== Segment start ==

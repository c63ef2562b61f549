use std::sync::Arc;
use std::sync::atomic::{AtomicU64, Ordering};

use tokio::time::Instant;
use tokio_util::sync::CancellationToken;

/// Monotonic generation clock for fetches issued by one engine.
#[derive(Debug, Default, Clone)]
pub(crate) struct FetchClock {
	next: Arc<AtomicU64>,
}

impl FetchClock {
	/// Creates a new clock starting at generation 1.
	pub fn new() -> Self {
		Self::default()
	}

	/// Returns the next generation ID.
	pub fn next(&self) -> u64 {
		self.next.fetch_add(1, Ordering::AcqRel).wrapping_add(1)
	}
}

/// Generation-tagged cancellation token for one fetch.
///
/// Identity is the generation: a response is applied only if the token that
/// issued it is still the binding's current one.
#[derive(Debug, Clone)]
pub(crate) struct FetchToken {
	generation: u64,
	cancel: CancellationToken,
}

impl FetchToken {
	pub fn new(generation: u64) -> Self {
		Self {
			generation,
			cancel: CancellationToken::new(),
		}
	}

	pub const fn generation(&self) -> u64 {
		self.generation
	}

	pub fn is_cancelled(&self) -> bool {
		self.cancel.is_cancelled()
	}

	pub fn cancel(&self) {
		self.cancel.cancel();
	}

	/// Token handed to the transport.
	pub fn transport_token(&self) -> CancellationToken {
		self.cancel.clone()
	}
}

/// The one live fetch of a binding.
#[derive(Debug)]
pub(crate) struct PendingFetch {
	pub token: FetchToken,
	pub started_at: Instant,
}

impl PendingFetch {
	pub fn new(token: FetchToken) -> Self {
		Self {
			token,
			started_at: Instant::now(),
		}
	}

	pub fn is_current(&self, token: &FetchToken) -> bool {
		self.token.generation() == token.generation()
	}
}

== Segment end ==

# Aim of the task
Write down all the entries again without a single difference.

# Response area
repository c63ef2562b61f549
use std::sync::Arc;
use std::sync::atomic::{AtomicU64, Ordering};

use tokio::time::Instant;
use tokio_util::sync::CancellationToken;

/// Monotonic generation clock for fetches issued by one engine.
#[derive(Debug, Default, Clone)]
pub(crate) struct FetchClock {
	next: Arc<AtomicU64>,
}

impl FetchClock {
	/// Creates a new clock starting at generation 1.
	pub fn new() -> Self {
		Self::default()
	}

	/// Returns the next generation ID.
	pub fn next(&self) -> u64 {
		self.next.fetch_add(1, Ordering::AcqRel).wrapping_add(1)
	}
}

/// Generation-tagged cancellation token for one fetch.
///
/// Identity is the generation: a response is applied only if the token that
/// issued it is still the binding's current one.
#[derive(Debug, Clone)]
pub(crate) struct FetchToken {
	generation: u64,
	cancel: CancellationToken,
}

impl FetchToken {
	pub fn new(generation: u64) -> Self {
		Self {
			generation,
			cancel: CancellationToken::new(),
		}
	}

	pub const fn generation(&self) -> u64 {
		self.generation
	}

	pub fn is_cancelled(&self) -> bool {
		self.cancel.is_cancelled()
	}

	pub fn cancel(&self) {
		self.cancel.cancel();
	}

	/// Token handed to the transport.
	pub fn transport_token(&self) -> CancellationToken {
		self.cancel.clone()
	}
}

/// The one live fetch of a binding.
#[derive(Debug)]
pub(crate) struct PendingFetch {
	pub token: FetchToken,
	pub started_at: Instant,
}

impl PendingFetch {
	pub fn new(token: FetchToken) -> Self {
		Self {
			token,
			started_at: Instant::now(),
		}
	}

	pub fn is_current(&self, token: &FetchToken) -> bool {
		self.token.generation() == token.generation()
	}
}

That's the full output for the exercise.